▶ **WHAT THE TASK ASKS**: Find all lines below containing the string "await" and return them.

──────── INFORMATION PROVIDED ────────

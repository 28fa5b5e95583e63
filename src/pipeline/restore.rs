//! Restoration call: send the encoded photo to the generative service.
//!
//! This is the only stage with network I/O. It makes exactly one attempt and
//! enforces no timeout of its own unless one is configured. The three possible
//! results are kept apart in [`RestoreOutcome`] so the workflow can give
//! "the model returned nothing" its own message instead of treating it like a
//! transport failure.
//!
//! [`RestorationClient`] is the seam: [`GeminiClient`] speaks the Gemini
//! `generateContent` REST API; tests substitute an in-memory client.

use crate::config::RestoreConfig;
use crate::error::RestoreError;
use crate::pipeline::encode::{EncodedImage, DEFAULT_RESULT_MIME};
use async_trait::async_trait;
use serde::{Deserialize, Serialize};
use std::time::{Duration, Instant};
use tracing::{debug, info, warn};

/// A remote service able to turn one image into another.
#[async_trait]
pub trait RestorationClient: Send + Sync {
    /// Send `image` with `prompt`.
    ///
    /// `Ok(None)` means the service answered but produced no image.
    async fn generate(
        &self,
        image: &EncodedImage,
        prompt: &str,
    ) -> Result<Option<EncodedImage>, RestoreError>;
}

/// Result of one restoration attempt.
#[derive(Debug, Clone, PartialEq, Eq)]
pub enum RestoreOutcome {
    /// The service returned an image.
    Restored(EncodedImage),
    /// The service completed without an image.
    NoImage,
    /// The call failed; the message is ready to show to the user.
    Failed(String),
}

/// Run one restoration attempt and classify the result.
pub async fn restore_photo(
    client: &dyn RestorationClient,
    image: &EncodedImage,
    prompt: &str,
) -> RestoreOutcome {
    let start = Instant::now();
    match client.generate(image, prompt).await {
        Ok(Some(restored)) => {
            info!(
                "Restoration returned {} ({} bytes base64) in {:?}",
                restored.mime_type,
                restored.data.len(),
                start.elapsed()
            );
            RestoreOutcome::Restored(restored)
        }
        Ok(None) => {
            warn!("Restoration completed without an image after {:?}", start.elapsed());
            RestoreOutcome::NoImage
        }
        Err(e) => {
            warn!("Restoration failed: {}", e);
            RestoreOutcome::Failed(e.into_service().to_string())
        }
    }
}

// ── Gemini ───────────────────────────────────────────────────────────────

/// Client for the Gemini `models/{model}:generateContent` endpoint.
pub struct GeminiClient {
    http: reqwest::Client,
    base_url: String,
    model: String,
    api_key: Option<String>,
    timeout_secs: Option<u64>,
}

impl std::fmt::Debug for GeminiClient {
    fn fmt(&self, f: &mut std::fmt::Formatter<'_>) -> std::fmt::Result {
        f.debug_struct("GeminiClient")
            .field("base_url", &self.base_url)
            .field("model", &self.model)
            .field("has_api_key", &self.api_key.is_some())
            .finish()
    }
}

impl GeminiClient {
    /// Build a client from `config`.
    ///
    /// A missing API key is only a warning here; requests fail later with a
    /// service error instead.
    pub fn from_config(config: &RestoreConfig) -> Result<Self, RestoreError> {
        let api_key = config.resolve_api_key();
        if api_key.is_none() {
            warn!("API key not found. Please set the API_KEY environment variable.");
        }

        let mut builder = reqwest::Client::builder();
        if let Some(secs) = config.api_timeout_secs {
            builder = builder.timeout(Duration::from_secs(secs));
        }
        let http = builder
            .build()
            .map_err(|e| RestoreError::Internal(format!("HTTP client: {e}")))?;

        Ok(Self {
            http,
            base_url: config.base_url.trim_end_matches('/').to_string(),
            model: config.model.clone(),
            api_key,
            timeout_secs: config.api_timeout_secs,
        })
    }

    fn endpoint(&self) -> String {
        format!("{}/v1beta/models/{}:generateContent", self.base_url, self.model)
    }
}

#[async_trait]
impl RestorationClient for GeminiClient {
    async fn generate(
        &self,
        image: &EncodedImage,
        prompt: &str,
    ) -> Result<Option<EncodedImage>, RestoreError> {
        let key = self.api_key.as_deref().ok_or_else(|| {
            RestoreError::service("API key not found. Please set the API_KEY environment variable.")
        })?;

        let body = GenerateContentRequest::restoration(image, prompt);
        debug!("POST {} ({})", self.endpoint(), self.model);

        let response = self
            .http
            .post(self.endpoint())
            .header("x-goog-api-key", key)
            .json(&body)
            .send()
            .await
            .map_err(|e| {
                if e.is_timeout() {
                    RestoreError::service(format!(
                        "request timed out after {}s",
                        self.timeout_secs.unwrap_or_default()
                    ))
                } else {
                    RestoreError::service(e.to_string())
                }
            })?;

        let status = response.status();
        let text = response
            .text()
            .await
            .map_err(|e| RestoreError::service(e.to_string()))?;

        if !status.is_success() {
            return Err(RestoreError::service(describe_error_body(status.as_u16(), &text)));
        }

        let parsed: GenerateContentResponse = serde_json::from_str(&text)
            .map_err(|e| RestoreError::service(format!("malformed response: {e}")))?;
        Ok(extract_image(parsed))
    }
}

/// First inline image in the first candidate, if any.
///
/// Image models sometimes lead with a text part, so every part is scanned.
pub fn extract_image(response: GenerateContentResponse) -> Option<EncodedImage> {
    if let Some(ref feedback) = response.prompt_feedback {
        if let Some(ref reason) = feedback.block_reason {
            warn!("Prompt blocked by service: {}", reason);
        }
    }

    let candidate = response.candidates.into_iter().next()?;
    if let Some(ref reason) = candidate.finish_reason {
        debug!("Candidate finish reason: {}", reason);
    }

    candidate
        .content?
        .parts
        .into_iter()
        .filter_map(|p| p.inline_data)
        .find(|d| !d.data.is_empty())
        .map(|d| {
            EncodedImage::new(
                d.data,
                d.mime_type.unwrap_or_else(|| DEFAULT_RESULT_MIME.to_string()),
            )
        })
}

/// Human-readable message for a non-2xx response.
fn describe_error_body(status: u16, body: &str) -> String {
    match serde_json::from_str::<ErrorEnvelope>(body) {
        Ok(env) => match env.error.status {
            Some(s) => format!("{} ({s}, HTTP {status})", env.error.message),
            None => format!("{} (HTTP {status})", env.error.message),
        },
        Err(_) => {
            let snippet: String = body.chars().take(200).collect();
            if snippet.trim().is_empty() {
                format!("HTTP {status}")
            } else {
                format!("HTTP {status}: {}", snippet.trim())
            }
        }
    }
}

// ── Wire format ──────────────────────────────────────────────────────────

#[derive(Debug, Serialize)]
#[serde(rename_all = "camelCase")]
pub struct GenerateContentRequest {
    pub contents: Vec<Content>,
    pub generation_config: GenerationConfig,
}

impl GenerateContentRequest {
    /// Image part first, instruction second, image-only output.
    pub fn restoration(image: &EncodedImage, prompt: &str) -> Self {
        Self {
            contents: vec![Content {
                parts: vec![
                    Part {
                        inline_data: Some(InlineData {
                            mime_type: Some(image.mime_type.clone()),
                            data: image.data.clone(),
                        }),
                        text: None,
                    },
                    Part {
                        inline_data: None,
                        text: Some(prompt.to_string()),
                    },
                ],
            }],
            generation_config: GenerationConfig {
                response_modalities: vec!["IMAGE".to_string()],
            },
        }
    }
}

#[derive(Debug, Serialize)]
#[serde(rename_all = "camelCase")]
pub struct GenerationConfig {
    pub response_modalities: Vec<String>,
}

#[derive(Debug, Default, Serialize, Deserialize)]
pub struct Content {
    #[serde(default)]
    pub parts: Vec<Part>,
}

#[derive(Debug, Default, Serialize, Deserialize)]
#[serde(rename_all = "camelCase")]
pub struct Part {
    #[serde(skip_serializing_if = "Option::is_none")]
    pub inline_data: Option<InlineData>,
    #[serde(skip_serializing_if = "Option::is_none")]
    pub text: Option<String>,
}

#[derive(Debug, Serialize, Deserialize)]
#[serde(rename_all = "camelCase")]
pub struct InlineData {
    #[serde(skip_serializing_if = "Option::is_none")]
    pub mime_type: Option<String>,
    #[serde(default)]
    pub data: String,
}

#[derive(Debug, Default, Deserialize)]
#[serde(rename_all = "camelCase")]
pub struct GenerateContentResponse {
    #[serde(default)]
    pub candidates: Vec<Candidate>,
    pub prompt_feedback: Option<PromptFeedback>,
}

#[derive(Debug, Deserialize)]
#[serde(rename_all = "camelCase")]
pub struct Candidate {
    pub content: Option<Content>,
    pub finish_reason: Option<String>,
}

#[derive(Debug, Deserialize)]
#[serde(rename_all = "camelCase")]
pub struct PromptFeedback {
    pub block_reason: Option<String>,
}

#[derive(Debug, Deserialize)]
struct ErrorEnvelope {
    error: ErrorBody,
}

#[derive(Debug, Deserialize)]
struct ErrorBody {
    #[serde(default)]
    message: String,
    status: Option<String>,
}

#[cfg(test)]
mod tests {
    use super::*;
    use serde_json::json;

    fn parse(v: serde_json::Value) -> GenerateContentResponse {
        serde_json::from_value(v).expect("valid response json")
    }

    struct Scripted(Result<Option<EncodedImage>, &'static str>);

    #[async_trait]
    impl RestorationClient for Scripted {
        async fn generate(
            &self,
            _image: &EncodedImage,
            _prompt: &str,
        ) -> Result<Option<EncodedImage>, RestoreError> {
            match &self.0 {
                Ok(v) => Ok(v.clone()),
                Err(msg) => Err(RestoreError::service(*msg)),
            }
        }
    }

    #[test]
    fn request_puts_image_before_prompt() {
        let img = EncodedImage::new("QUJD", "image/png");
        let request = GenerateContentRequest::restoration(&img, "fix it");
        let body = serde_json::to_value(request).unwrap();
        assert_eq!(
            body,
            json!({
                "contents": [{ "parts": [
                    { "inlineData": { "mimeType": "image/png", "data": "QUJD" } },
                    { "text": "fix it" }
                ]}],
                "generationConfig": { "responseModalities": ["IMAGE"] }
            })
        );
    }

    #[test]
    fn extracts_inline_image() {
        let resp = parse(json!({
            "candidates": [{ "content": { "parts": [
                { "inlineData": { "mimeType": "image/png", "data": "iVBOR" } }
            ]}, "finishReason": "STOP" }]
        }));
        let img = extract_image(resp).expect("image present");
        assert_eq!(img, EncodedImage::new("iVBOR", "image/png"));
    }

    #[test]
    fn skips_leading_text_part() {
        let resp = parse(json!({
            "candidates": [{ "content": { "parts": [
                { "text": "Here is your restored photo." },
                { "inlineData": { "data": "AAAA" } }
            ]}}]
        }));
        let img = extract_image(resp).expect("image present");
        assert_eq!(img.mime_type, DEFAULT_RESULT_MIME);
    }

    #[test]
    fn text_only_or_blocked_is_none() {
        let text_only = parse(json!({
            "candidates": [{ "content": { "parts": [{ "text": "I can't do that." }] } }]
        }));
        assert!(extract_image(text_only).is_none());

        let blocked = parse(json!({ "promptFeedback": { "blockReason": "SAFETY" } }));
        assert!(extract_image(blocked).is_none());
    }

    #[test]
    fn error_body_message_is_surfaced() {
        let msg = describe_error_body(
            400,
            r#"{"error":{"code":400,"message":"API key not valid.","status":"INVALID_ARGUMENT"}}"#,
        );
        assert_eq!(msg, "API key not valid. (INVALID_ARGUMENT, HTTP 400)");
        assert_eq!(describe_error_body(502, ""), "HTTP 502");
        assert_eq!(describe_error_body(503, "overloaded"), "HTTP 503: overloaded");
    }

    #[tokio::test]
    async fn outcomes_are_classified() {
        let img = EncodedImage::new("QUJD", "image/png");

        let ok = Scripted(Ok(Some(img.clone())));
        assert_eq!(restore_photo(&ok, &img, "p").await, RestoreOutcome::Restored(img.clone()));

        let empty = Scripted(Ok(None));
        assert_eq!(restore_photo(&empty, &img, "p").await, RestoreOutcome::NoImage);

        let failing = Scripted(Err("network timeout"));
        assert_eq!(
            restore_photo(&failing, &img, "p").await,
            RestoreOutcome::Failed("AI service failed: network timeout".into())
        );
    }

    #[tokio::test]
    async fn missing_key_fails_at_request_time() {
        let config = RestoreConfig::builder()
            .api_key("")
            .base_url("http://127.0.0.1:9")
            .build()
            .unwrap();
        let mut client = GeminiClient::from_config(&config).unwrap();
        client.api_key = None;

        let img = EncodedImage::new("QUJD", "image/png");
        let err = client.generate(&img, "p").await.unwrap_err();
        assert!(err.to_string().starts_with("AI service failed: API key not found"));
    }
}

────────

▶ **WRITTEN RESPONSE**:
    match client.generate(image, prompt).await {
            .await
            .await
        assert_eq!(restore_photo(&ok, &img, "p").await, RestoreOutcome::Restored(img.clone()));
        assert_eq!(restore_photo(&empty, &img, "p").await, RestoreOutcome::NoImage);
            restore_photo(&failing, &img, "p").await,
        let err = client.generate(&img, "p").await.unwrap_err();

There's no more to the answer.